INPS, beneficio importantissimo per le donne: pensione più alta o in anticipo, ecco cosa fare

L’INPS è pronto ad erogare un beneficio importantissimo per le donne. Per loro arriva la pensione più alta o in anticipo: cosa bisogna fare.

Sono diverse le categorie che possono godere di protezione da parte dello Stato e tra queste troviamo anche quelle delle lavoratrici. Tutte le donne potranno accedere ad una serie di agevolazioni dal punto di vista previdenziale. Infatti proprio questa categoria è tra quelle che ha più difficoltà ad andare in pensione, specialmente quando si cerca di godere del beneficio anticipatamente. Spesso le donne sono costrette a sacrificare la loro carriera per dedicare del tempo a casa, famiglia e figli.

Donna Inps
L’Inps adesso ha un occhio di riguardo per le donne – (Cultureducazione.it)

Ma a tenderle una mano ci hanno pensato i legislatori. In una ipotetica futura riforma delle pensioni ci sono diverse misure che mirano a ridurre i requisiti di accesso alle pensioni per le lavoratrici con figli. Tornando all’attualità, bisogna sottolineare come non manchino già ad oggi delle agevolazioni. Adesso, infatti, l’INPS è pronta ad erogare un beneficio importantissimo per tutte le donne italiane, come la pensione più alta o in anticipo. Adesso è possibile apprendere le ultime a riguardo.

Inps, l’ultimo beneficio per le donne: cosa bisogna sapere

Le donne che raggiungono l’età della pensione devono prendere in considerazione una serie di fattori che possono influenzare in modo significativo il loro trattamento pensionistico. Tra questi fattori, il numero di figli ha un impatto importante sulle agevolazioni pensionistiche disponibili per le lavoratrici. Esistono specifiche misure di pensionamento anticipato destinate alle donne che hanno avuto figli, offrendo loro opportunità uniche per ritirarsi dal mondo del lavoro prima dell’età pensionabile standard.

Inps, donne
I benefici dell’INPS dedicati alle donne – (Cultureducazione.it)

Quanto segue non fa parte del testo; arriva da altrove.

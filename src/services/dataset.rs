use crate::models::MealRecord;
use std::path::Path;
use thiserror::Error;

/// Errors that can occur while loading the nutrition dataset
#[derive(Debug, Error)]
pub enum DatasetError {
    #[error("Failed to read dataset: {0}")]
    Io(#[from] std::io::Error),

    #[error("Failed to parse dataset: {0}")]
    Parse(#[from] serde_json::Error),
}

/// Immutable, in-memory nutrition dataset
///
/// Loaded once at startup and shared read-only between workers.
#[derive(Debug, Clone, Default)]
pub struct Dataset {
    rows: Vec<MealRecord>,
}

impl Dataset {
    pub fn new(rows: Vec<MealRecord>) -> Self {
        Self { rows }
    }

    /// Load a dataset from a JSON file containing an array of row objects
    pub async fn load<P: AsRef<Path>>(path: P) -> Result<Self, DatasetError> {
        let path = path.as_ref();
        let bytes = tokio::fs::read(path).await?;
        let dataset = Self::from_json_slice(&bytes)?;

        tracing::info!("Loaded {} meal records from {}", dataset.len(), path.display());
        Ok(dataset)
    }

    /// Parse a dataset from JSON bytes
    ///
    /// Rows that do not deserialize into a record are skipped.
    pub fn from_json_slice(bytes: &[u8]) -> Result<Self, DatasetError> {
        let values: Vec<serde_json::Value> = serde_json::from_slice(bytes)?;
        let total = values.len();

        let rows: Vec<MealRecord> = values
            .into_iter()
            .enumerate()
            .filter_map(|(index, value)| match serde_json::from_value(value) {
                Ok(record) => Some(record),
                Err(e) => {
                    tracing::warn!("Skipping malformed dataset row {}: {}", index, e);
                    None
                }
            })
            .collect();

        if rows.len() < total {
            tracing::warn!("Skipped {} of {} dataset rows", total - rows.len(), total);
        }

        Ok(Self { rows })
    }

    pub fn rows(&self) -> &[MealRecord] {
        &self.rows
    }

    pub fn len(&self) -> usize {
        self.rows.len()
    }

    pub fn is_empty(&self) -> bool {
        self.rows.is_empty()
    }
}
use serde::{Deserialize, Serialize};

/// A height or weight as it arrives on the wire
///
/// JSON clients send numbers, HTML forms send strings.
#[derive(Debug, Clone, PartialEq, Serialize, Deserialize)]
#[serde(untagged)]
pub enum Measurement {
    Number(f64),
    Text(String),
}

impl Measurement {
    /// Parse into a number, `None` if the text is not numeric
    pub fn value(&self) -> Option<f64> {
        match self {
            Measurement::Number(n) => Some(*n),
            Measurement::Text(s) => s.trim().parse().ok(),
        }
    }
}

/// Request for a BMI classification and meal suggestions
#[derive(Debug, Clone, Default, Serialize, Deserialize)]
pub struct RecommendRequest {
    #[serde(default)]
    pub height: Option<Measurement>,
    #[serde(default)]
    pub weight: Option<Measurement>,
    #[serde(default, alias = "dietaryPreference")]
    pub dietary_preference: Option<String>,
}

impl RecommendRequest {
    pub fn height_cm(&self) -> Option<f64> {
        self.height.as_ref().and_then(Measurement::value)
    }

    pub fn weight_kg(&self) -> Option<f64> {
        self.weight.as_ref().and_then(Measurement::value)
    }

    /// Preference with the form's "No preference" (empty) mapped to `None`
    pub fn preference(&self) -> Option<&str> {
        self.dietary_preference.as_deref().filter(|p| !p.is_empty())
    }
}
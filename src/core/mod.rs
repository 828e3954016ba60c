// Core engine exports
pub mod bmi;
pub mod filters;
pub mod recommender;

pub use bmi::{calorie_target_of, category_of, classify, compute_bmi, preferred_clusters_of, BmiError};
pub use filters::{matches_clusters, matches_dietary_preference, unique_suggestions};
pub use recommender::{Recommendation, Recommender};
use crate::core::{
    bmi::preferred_clusters_of,
    filters::{matches_clusters, matches_dietary_preference, unique_suggestions},
};
use crate::models::{BmiCategory, MealRecord, MealSlot, RecommendedMeals};
use crate::services::Dataset;
use std::sync::Arc;

/// Result of a recommendation pass
#[derive(Debug, Clone, PartialEq)]
pub struct Recommendation {
    pub meals: RecommendedMeals,
    /// Rows that survived the cluster and preference filters
    pub matched_rows: usize,
    /// Whether the filters matched nothing and the whole dataset was used
    pub fallback: bool,
}

/// Meal recommendation orchestrator
///
/// # Pipeline Stages
/// 1. Cluster filter by the category's preferred clusters
/// 2. Dietary preference filter (case-insensitive substring)
/// 3. Per-slot collection with deduplication
/// 4. Fallback to the full dataset when every slot is empty
#[derive(Debug, Clone)]
pub struct Recommender {
    dataset: Arc<Dataset>,
}

impl Recommender {
    pub fn new(dataset: Arc<Dataset>) -> Self {
        Self { dataset }
    }

    pub fn dataset(&self) -> &Dataset {
        &self.dataset
    }

    /// Recommend meals for a BMI category and optional dietary preference
    ///
    /// An empty preference is treated as no preference. Lists are returned in
    /// full; truncation for display is left to the caller.
    pub fn recommend(&self, category: BmiCategory, dietary_preference: Option<&str>) -> Recommendation {
        let clusters = preferred_clusters_of(category);
        let preference = dietary_preference.filter(|p| !p.is_empty());

        let candidates: Vec<&MealRecord> = self
            .dataset
            .rows()
            .iter()
            // Stage 1: cluster filter
            .filter(|record| matches_clusters(record, clusters))
            // Stage 2: dietary preference filter
            .filter(|record| preference.map_or(true, |p| matches_dietary_preference(record, p)))
            .collect();

        let matched_rows = candidates.len();
        let meals = collect_meals(candidates);

        if !meals.is_empty() {
            tracing::debug!(
                "Recommended from {} rows for {} (preference: {:?})",
                matched_rows,
                category,
                preference
            );
            return Recommendation {
                meals,
                matched_rows,
                fallback: false,
            };
        }

        tracing::debug!(
            "No suggestions for {} (preference: {:?}), falling back to full dataset",
            category,
            preference
        );

        Recommendation {
            meals: self.all_meals(),
            matched_rows,
            fallback: true,
        }
    }

    /// Deduplicated suggestions from the whole dataset, with no filtering
    pub fn all_meals(&self) -> RecommendedMeals {
        collect_meals(self.dataset.rows())
    }
}

/// Build all four slot lists from the same set of records
fn collect_meals<'a, I>(records: I) -> RecommendedMeals
where
    I: IntoIterator<Item = &'a MealRecord>,
    I::IntoIter: Clone,
{
    let records = records.into_iter();
    let [breakfast, lunch, dinner, snacks] =
        MealSlot::ALL.map(|slot| unique_suggestions(records.clone(), slot));

    RecommendedMeals {
        breakfast,
        lunch,
        dinner,
        snacks,
    }
}

#[cfg(test)]
mod tests {
    use super::*;

    fn create_record(cluster: &str, diet: &str, meal: &str) -> MealRecord {
        MealRecord {
            cluster_type: Some(cluster.to_string()),
            dietary_preference: Some(diet.to_string()),
            breakfast: Some(format!("{} breakfast", meal)),
            lunch: Some(format!("{} lunch", meal)),
            dinner: Some(format!("{} dinner", meal)),
            snack: Some(format!("{} snack", meal)),
        }
    }

    fn create_recommender() -> Recommender {
        let rows = vec![
            create_record("Low Calorie", "Vegan", "Salad"),
            create_record("Low Calorie", "Omnivore", "Chicken"),
            create_record("High Protein", "Vegetarian", "Paneer"),
            create_record("Energy Dense", "Omnivore", "Steak"),
            create_record("Low Calorie", "Vegan", "Salad"),
        ];
        Recommender::new(Arc::new(Dataset::new(rows)))
    }

    #[test]
    fn test_recommend_by_cluster() {
        let recommender = create_recommender();

        let result = recommender.recommend(BmiCategory::Obese, None);

        assert!(!result.fallback);
        assert_eq!(result.matched_rows, 3);
        assert_eq!(result.meals.breakfast, vec!["Salad breakfast", "Chicken breakfast"]);
        assert_eq!(result.meals.snacks, vec!["Salad snack", "Chicken snack"]);
    }

    #[test]
    fn test_recommend_with_preference() {
        let recommender = create_recommender();

        let result = recommender.recommend(BmiCategory::Overweight, Some("veg"));

        assert!(!result.fallback);
        assert_eq!(
            result.meals.lunch,
            vec!["Salad lunch", "Paneer lunch"]
        );
    }

    #[test]
    fn test_empty_preference_is_ignored() {
        let recommender = create_recommender();

        assert_eq!(
            recommender.recommend(BmiCategory::Obese, Some("")),
            recommender.recommend(BmiCategory::Obese, None)
        );
    }

    #[test]
    fn test_fallback_when_preference_matches_nothing() {
        let recommender = create_recommender();

        let result = recommender.recommend(BmiCategory::Underweight, Some("Vegan"));

        assert!(result.fallback);
        assert_eq!(result.matched_rows, 0);
        assert_eq!(result.meals, recommender.all_meals());
        assert_eq!(result.meals.dinner.len(), 4);
    }

    #[test]
    fn test_empty_dataset_returns_empty_meals() {
        let recommender = Recommender::new(Arc::new(Dataset::default()));

        let result = recommender.recommend(BmiCategory::Normal, None);

        assert!(result.fallback);
        assert!(result.meals.is_empty());
    }
}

Queste agevolazioni sono particolarmente vantaggiose per le donne che versano completamente nel sistema contributivo. Le lavoratrici che rientrano in questa categoria possono godere di diversi vantaggi. Uno di questi è il vantaggio sul calcolo della prestazione pensionistica, che può essere aumentato grazie all’applicazione di coefficienti di trasformazione più favorevoli. Inoltre hanno la possibilità di andare in pensione ad un’età più giovane rispetto alle loro controparti senza figli, grazie a uno sconto sull’età pensionabile basato sul numero di figli avuti.

Queste agevolazioni consentono alle lavoratrici di ottenere uno sconto di quattro mesi sull’età pensionabile per ogni figlio avuto, fino a un massimo di 12 mesi di abbuono. In alternativa le donne possono beneficiare di un miglior coefficiente di trasformazione pensionistica, che influisce direttamente sull’importo della pensione. Le lavoratrici con uno o due figli possono ottenere un anno di vantaggio sul coefficiente di trasformazione rispetto al normale, mentre quelle con tre o più figli possono beneficiare di due anni di vantaggio.

Esistono anche altre misure pensionistiche destinate alle lavoratrici come Opzione Donna. Questa consente alle donne licenziate, le caregiver e le invalide civili con una percentuale di disabilità significativa di godere di un particolare vantaggio come anticipare il pensionamento in determinate circostanze. Con queste agevolazioni, quindi, il Governo vuole offrire un importante sostegno finanziario a tutte le donne italiane.